The bill is dubbed the Ski Hill Resources for Economic Development Act — the SHRED Act — and Bennet drew attention to the play on snow-sports terminology in a tweet posted with a photo of his family on a ski slope about to make a run.
Skiing is critical to Colorado’s economy and way of life. Today I introduced the SHRED Act to make sure we’re investing deeply in our mountain communities, so we can all keep shredding.As my campaign manager says, you can’t shred if there’s no gnar. pic.twitter.com/ru4dxkm63y
— Michael Bennet (@MichaelBennet) June 8, 2021
“Skiing is critical to Colorado’s economy and way of life. Today I introduced the SHRED Act to make sure we’re investing deeply in our mountain communities, so we can all keep shredding,” he tweeted. “As my campaign manager says, you can’t shred if there’s no gnar.”
The legislation would reallocated ski area permit fees paid the U.S. Forest Service from general funds to the National Forest System for use on infrastructure improvements, avalanche safety and better services for visitors, the lawmakers said.
“By keeping local ski fees in the communities developing them, we can invest in our national forests, improve the recreation permitting process, and support wildfire planning and coordination,” Neguse said in a statement.
“There are significant maintenance and restoration needs on our public lands and the Ski Hill Resources for Economic Development (SHRED) Act is a common-sense measure to support these lands, our communities and our mountain economies.”
TWEET OF THE WEEK … U.S. Rep. Doug Lamborn, a Colorado Springs Republican, on Monday visited the Springs Rescue Mission to present the venerable nonprofit’s retiring president and CEO Larry Yonker with a framed page from the Congressional Record honoring him and his impact.
This morning we were honored to have @RepDLamborn visit @springsrescue to present former President and CEO Larry Yonker with a Congressional Record honoring his ministry and community impact.Congratulations, Larry!#loveBIGGER #hopeshinesthrough pic.twitter.com/sPhPNw1vl6
— SpringsRescueMission (@springsrescue) June 7, 2021
“Springs Rescue Mission has become a pillar of the Pike’s Peak region, not only by caring for the homeless but as a model of local business, government, and faith-based collaboration, for the good of the community,” Lamborn said on June 4 in remarks read into the official government publication.

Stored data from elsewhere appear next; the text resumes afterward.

#[derive(Debug, Clone, PartialEq, Eq, Serialize)]
#[serde(tag = "status", rename_all = "snake_case")]
pub enum FileStatus {
    Loaded { rows: u64 },
    Failed { error: String },
}

#[derive(Debug, Clone, PartialEq, Eq, Serialize)]
pub struct FileOutcome {
    pub name: String,
    pub path: PathBuf,
    #[serde(flatten)]
    pub status: FileStatus,
}

impl FileOutcome {
    pub fn rows(&self) -> Option<u64> {
        match self.status {
            FileStatus::Loaded { rows } => Some(rows),
            FileStatus::Failed { .. } => None,
        }
    }

    pub fn is_failed(&self) -> bool {
        matches!(self.status, FileStatus::Failed { .. })
    }
}

#[derive(Debug, Clone, PartialEq, Eq, Serialize)]
#[serde(tag = "status", rename_all = "snake_case")]
pub enum MergeStatus {
    Merged(MergeOutcome),
    /// The run was rolled back because files failed.
    Aborted { failed_files: usize },
    /// Nothing to import.
    NoInput,
}

#[derive(Debug, Clone, Serialize)]
pub struct ImportSummary {
    pub run_id: Uuid,
    pub started_at: DateTime<Utc>,
    pub finished_at: DateTime<Utc>,
    pub input_dir: PathBuf,
    pub failure_policy: FailurePolicy,
    pub files: Vec<FileOutcome>,
    pub merge: MergeStatus,
}

impl ImportSummary {
    /// False only when staged data was thrown away.
    pub fn merge_completed(&self) -> bool {
        !matches!(self.merge, MergeStatus::Aborted { .. })
    }

    pub fn staged_rows(&self) -> u64 {
        self.files.iter().filter_map(FileOutcome::rows).sum()
    }

    pub fn failed_files(&self) -> usize {
        self.files.iter().filter(|f| f.is_failed()).count()
    }
}

/// CSV files directly inside `dir`, sorted by path. Subdirectories are not visited.
pub async fn discover_csv_files(dir: &Path) -> Result<Vec<PathBuf>> {
    let mut entries = fs::read_dir(dir)
        .await
        .with_context(|| format!("reading input directory {}", dir.display()))?;

    let mut files = Vec::new();
    while let Some(entry) = entries
        .next_entry()
        .await
        .with_context(|| format!("listing {}", dir.display()))?
    {
        let path = entry.path();
        let is_csv = path
            .extension()
            .and_then(|ext| ext.to_str())
            .is_some_and(|ext| ext.eq_ignore_ascii_case("csv"));
        if is_csv && entry.file_type().await.map(|t| t.is_file()).unwrap_or(false) {
            files.push(path);
        }
    }
    files.sort();
    Ok(files)
}

pub struct ImportPipeline<S: CaseStore> {
    store: S,
    failure_policy: FailurePolicy,
    reports_dir: Option<PathBuf>,
}

impl<S: CaseStore> ImportPipeline<S> {
    pub fn new(store: S, config: &ImportConfig) -> Self {
        Self {
            store,
            failure_policy: config.failure_policy,
            reports_dir: config.reports_dir.clone(),
        }
    }

    pub fn with_failure_policy(mut self, policy: FailurePolicy) -> Self {
        self.failure_policy = policy;
        self
    }

    pub fn with_reports_dir(mut self, dir: impl Into<PathBuf>) -> Self {
        self.reports_dir = Some(dir.into());
        self
    }

    pub fn store(&self) -> &S {
        &self.store
    }

    /// Imports every CSV file in `input_dir` as one run.
    ///
    /// Per-file failures end up in the summary. Errors are returned only when
    /// the run itself cannot proceed (store unavailable, merge failed), in which
    /// case nothing was written to the permanent store.
    pub async fn run(&self, input_dir: &Path) -> Result<ImportSummary> {
        let run_id = Uuid::new_v4();
        let span = info_span!("import_run", %run_id, input = %input_dir.display());
        self.run_inner(run_id, input_dir).instrument(span).await
    }

    async fn run_inner(&self, run_id: Uuid, input_dir: &Path) -> Result<ImportSummary> {
        let started_at = Utc::now();
        let files = discover_csv_files(input_dir).await?;

        let (files, merge) = if files.is_empty() {
            info!("no CSV files to import");
            (Vec::new(), MergeStatus::NoInput)
        } else {
            info!(files = files.len(), policy = %self.failure_policy, "import started");
            self.stage_and_merge(&files).await?
        };

        let summary = ImportSummary {
            run_id,
            started_at,
            finished_at: Utc::now(),
            input_dir: input_dir.to_path_buf(),
            failure_policy: self.failure_policy,
            files,
            merge,
        };

        if let Some(dir) = &self.reports_dir {
            match write_run_report(dir, &summary).await {
                Ok(path) => info!(report = %path.display(), "run report written"),
                Err(err) => warn!(error = %format!("{err:#}"), "writing run report failed"),
            }
        }
        Ok(summary)
    }

    async fn stage_and_merge(&self, files: &[PathBuf]) -> Result<(Vec<FileOutcome>, MergeStatus)> {
        let run = self
            .store
            .begin_import()
            .await
            .context("starting import run")?;
        let gate = Mutex::new(run);

        let outcomes = join_all(files.iter().map(|path| stage_file(&gate, path))).await;
        let run = gate.into_inner();

        let failed_files = outcomes.iter().filter(|o| o.is_failed()).count();
        if failed_files > 0 && self.failure_policy == FailurePolicy::AbortOnFileFailure {
            warn!(failed_files, "aborting run, staged rows discarded");
            run.abort().await.context("aborting import run")?;
            return Ok((outcomes, MergeStatus::Aborted { failed_files }));
        }

        let merged = run.merge().await.context("merging staged rows")?;
        info!(
            staged_rows = merged.staged_rows,
            merged_rows = merged.merged_rows,
            failed_files,
            "merge completed"
        );
        Ok((outcomes, MergeStatus::Merged(merged)))
    }
}

async fn stage_file<R: StagingRun>(gate: &Mutex<R>, path: &Path) -> FileOutcome {
    let name = path
        .file_name()
        .map(|n| n.to_string_lossy().into_owned())
        .unwrap_or_else(|| path.display().to_string());

    let status = match normalize_and_append(gate, path).await {
        Ok(rows) => {
            info!(file = %name, rows, "file staged");
            FileStatus::Loaded { rows }
        }
        Err(err) => {
            let error = format!("{err:#}");
            warn!(file = %name, %error, "file skipped");
            FileStatus::Failed { error }
        }
    };

    FileOutcome {
        name,
        path: path.to_path_buf(),
        status,
    }
}

async fn normalize_and_append<R: StagingRun>(gate: &Mutex<R>, path: &Path) -> Result<u64> {
    let owned = path.to_path_buf();
    let normalized = tokio::task::spawn_blocking(move || normalize_file(&owned))
        .await
        .context("normalization task failed")??;

    // Only the append holds the gate.
    let mut run = gate.lock().await;
    run.append(&normalized.rows)
        .await
        .with_context(|| format!("staging {}", path.display()))?;
    Ok(normalized.row_count() as u64)
}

Lamborn recounts the nonprofit’s growth over the last decade into the largest homeless shelter in the region, including the innovative Greenway Flats faculty that houses dozens of formerly chronically homeless people and the new 200-seat Samaritan’s Kitchen.
“As a Colorado native and graduate of the University of Southern Colorado in Pueblo, Larry is motivated by a deep faith in God and compassionate love for his neighbors,” Lamborn said. “Larry’s drive and focus is derived from Matthew 25:34–40, and has been the inspiration for Larry’s tenure at Springs Rescue Mission.”